* Your objective:
Go through the following data and transcribe exactly the stretch of lines from the one holding "agent; violations of" to the one holding "AgentId, to: AgentId", both included.

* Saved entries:
+===+

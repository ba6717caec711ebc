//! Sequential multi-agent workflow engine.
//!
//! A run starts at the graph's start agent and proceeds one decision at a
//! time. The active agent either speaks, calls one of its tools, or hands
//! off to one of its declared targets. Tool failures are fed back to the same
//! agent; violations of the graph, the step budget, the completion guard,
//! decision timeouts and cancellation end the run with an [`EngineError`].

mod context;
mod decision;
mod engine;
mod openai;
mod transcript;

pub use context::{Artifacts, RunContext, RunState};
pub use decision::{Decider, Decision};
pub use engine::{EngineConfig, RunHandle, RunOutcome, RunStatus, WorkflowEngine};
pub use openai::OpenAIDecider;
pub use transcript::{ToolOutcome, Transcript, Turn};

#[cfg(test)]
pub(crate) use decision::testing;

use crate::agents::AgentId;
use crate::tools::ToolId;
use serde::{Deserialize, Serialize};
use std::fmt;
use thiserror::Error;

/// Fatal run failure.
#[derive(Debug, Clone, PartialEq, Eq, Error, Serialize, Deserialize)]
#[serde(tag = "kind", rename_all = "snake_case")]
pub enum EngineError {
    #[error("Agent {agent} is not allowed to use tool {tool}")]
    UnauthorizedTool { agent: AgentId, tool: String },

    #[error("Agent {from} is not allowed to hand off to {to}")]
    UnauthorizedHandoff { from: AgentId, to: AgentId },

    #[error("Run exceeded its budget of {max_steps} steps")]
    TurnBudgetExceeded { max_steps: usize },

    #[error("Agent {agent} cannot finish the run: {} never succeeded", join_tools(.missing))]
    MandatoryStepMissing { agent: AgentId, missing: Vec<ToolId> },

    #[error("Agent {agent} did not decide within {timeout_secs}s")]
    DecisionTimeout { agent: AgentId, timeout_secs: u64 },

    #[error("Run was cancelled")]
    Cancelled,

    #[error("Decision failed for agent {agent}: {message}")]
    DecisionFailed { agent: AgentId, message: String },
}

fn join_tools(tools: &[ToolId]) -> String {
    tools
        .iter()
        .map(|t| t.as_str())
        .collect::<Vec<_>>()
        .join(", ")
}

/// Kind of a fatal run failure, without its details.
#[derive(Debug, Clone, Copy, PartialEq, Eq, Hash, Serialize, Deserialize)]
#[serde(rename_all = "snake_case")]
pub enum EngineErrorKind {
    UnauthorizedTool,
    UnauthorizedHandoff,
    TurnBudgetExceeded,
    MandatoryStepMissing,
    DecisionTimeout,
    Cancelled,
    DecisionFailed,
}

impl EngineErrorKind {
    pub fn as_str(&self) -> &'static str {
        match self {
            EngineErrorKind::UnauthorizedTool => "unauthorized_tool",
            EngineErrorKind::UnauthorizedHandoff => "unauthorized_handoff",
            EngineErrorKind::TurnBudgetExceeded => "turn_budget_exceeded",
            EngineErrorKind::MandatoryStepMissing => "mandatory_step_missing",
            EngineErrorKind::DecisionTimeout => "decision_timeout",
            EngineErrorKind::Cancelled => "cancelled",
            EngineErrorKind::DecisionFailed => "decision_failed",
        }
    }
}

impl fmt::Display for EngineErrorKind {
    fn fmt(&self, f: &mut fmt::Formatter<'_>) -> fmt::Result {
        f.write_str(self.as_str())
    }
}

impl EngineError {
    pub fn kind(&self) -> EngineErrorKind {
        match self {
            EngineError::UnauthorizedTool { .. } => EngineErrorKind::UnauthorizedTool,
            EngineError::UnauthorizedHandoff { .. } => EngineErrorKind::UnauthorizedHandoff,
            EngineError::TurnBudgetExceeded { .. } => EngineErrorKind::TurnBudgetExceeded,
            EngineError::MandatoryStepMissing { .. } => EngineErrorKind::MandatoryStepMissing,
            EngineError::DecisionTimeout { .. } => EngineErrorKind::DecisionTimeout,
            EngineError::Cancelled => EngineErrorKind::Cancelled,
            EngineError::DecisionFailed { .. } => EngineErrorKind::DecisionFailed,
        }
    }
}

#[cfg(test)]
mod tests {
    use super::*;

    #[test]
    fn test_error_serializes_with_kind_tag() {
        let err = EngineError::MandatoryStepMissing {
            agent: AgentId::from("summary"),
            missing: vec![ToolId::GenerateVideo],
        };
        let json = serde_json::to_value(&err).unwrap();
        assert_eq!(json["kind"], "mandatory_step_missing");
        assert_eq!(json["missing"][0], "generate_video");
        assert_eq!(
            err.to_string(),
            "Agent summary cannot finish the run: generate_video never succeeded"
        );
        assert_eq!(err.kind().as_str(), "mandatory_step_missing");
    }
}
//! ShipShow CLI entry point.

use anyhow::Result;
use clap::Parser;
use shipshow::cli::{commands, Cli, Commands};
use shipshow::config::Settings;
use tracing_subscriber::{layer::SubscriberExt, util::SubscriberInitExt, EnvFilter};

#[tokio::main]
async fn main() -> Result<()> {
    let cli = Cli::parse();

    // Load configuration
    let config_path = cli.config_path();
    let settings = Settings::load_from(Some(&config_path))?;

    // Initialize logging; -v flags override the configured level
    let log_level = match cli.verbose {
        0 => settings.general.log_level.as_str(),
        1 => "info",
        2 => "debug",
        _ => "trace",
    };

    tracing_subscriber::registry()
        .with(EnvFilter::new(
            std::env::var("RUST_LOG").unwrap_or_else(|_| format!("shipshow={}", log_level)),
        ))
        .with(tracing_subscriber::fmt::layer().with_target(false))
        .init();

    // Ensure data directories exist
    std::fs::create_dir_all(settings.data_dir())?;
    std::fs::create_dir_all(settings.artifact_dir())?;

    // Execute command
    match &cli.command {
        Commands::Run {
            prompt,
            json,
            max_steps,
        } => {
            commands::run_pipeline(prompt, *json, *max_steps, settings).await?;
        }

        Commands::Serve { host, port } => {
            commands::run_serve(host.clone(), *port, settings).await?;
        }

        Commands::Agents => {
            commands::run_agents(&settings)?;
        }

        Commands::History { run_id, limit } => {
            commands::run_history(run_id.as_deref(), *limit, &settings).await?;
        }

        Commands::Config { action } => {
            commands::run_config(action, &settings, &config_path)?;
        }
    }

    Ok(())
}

+===+

* Result of this task:
//! agent; violations of the graph, the step budget, the completion guard,
//! decision timeouts and cancellation end the run with an [`EngineError`].

mod context;
mod decision;
mod engine;
mod openai;
mod transcript;

pub use context::{Artifacts, RunContext, RunState};
pub use decision::{Decider, Decision};
pub use engine::{EngineConfig, RunHandle, RunOutcome, RunStatus, WorkflowEngine};
pub use openai::OpenAIDecider;
pub use transcript::{ToolOutcome, Transcript, Turn};

#[cfg(test)]
pub(crate) use decision::testing;

use crate::agents::AgentId;
use crate::tools::ToolId;
use serde::{Deserialize, Serialize};
use std::fmt;
use thiserror::Error;

/// Fatal run failure.
#[derive(Debug, Clone, PartialEq, Eq, Error, Serialize, Deserialize)]
#[serde(tag = "kind", rename_all = "snake_case")]
pub enum EngineError {
    #[error("Agent {agent} is not allowed to use tool {tool}")]
    UnauthorizedTool { agent: AgentId, tool: String },

    #[error("Agent {from} is not allowed to hand off to {to}")]
    UnauthorizedHandoff { from: AgentId, to: AgentId },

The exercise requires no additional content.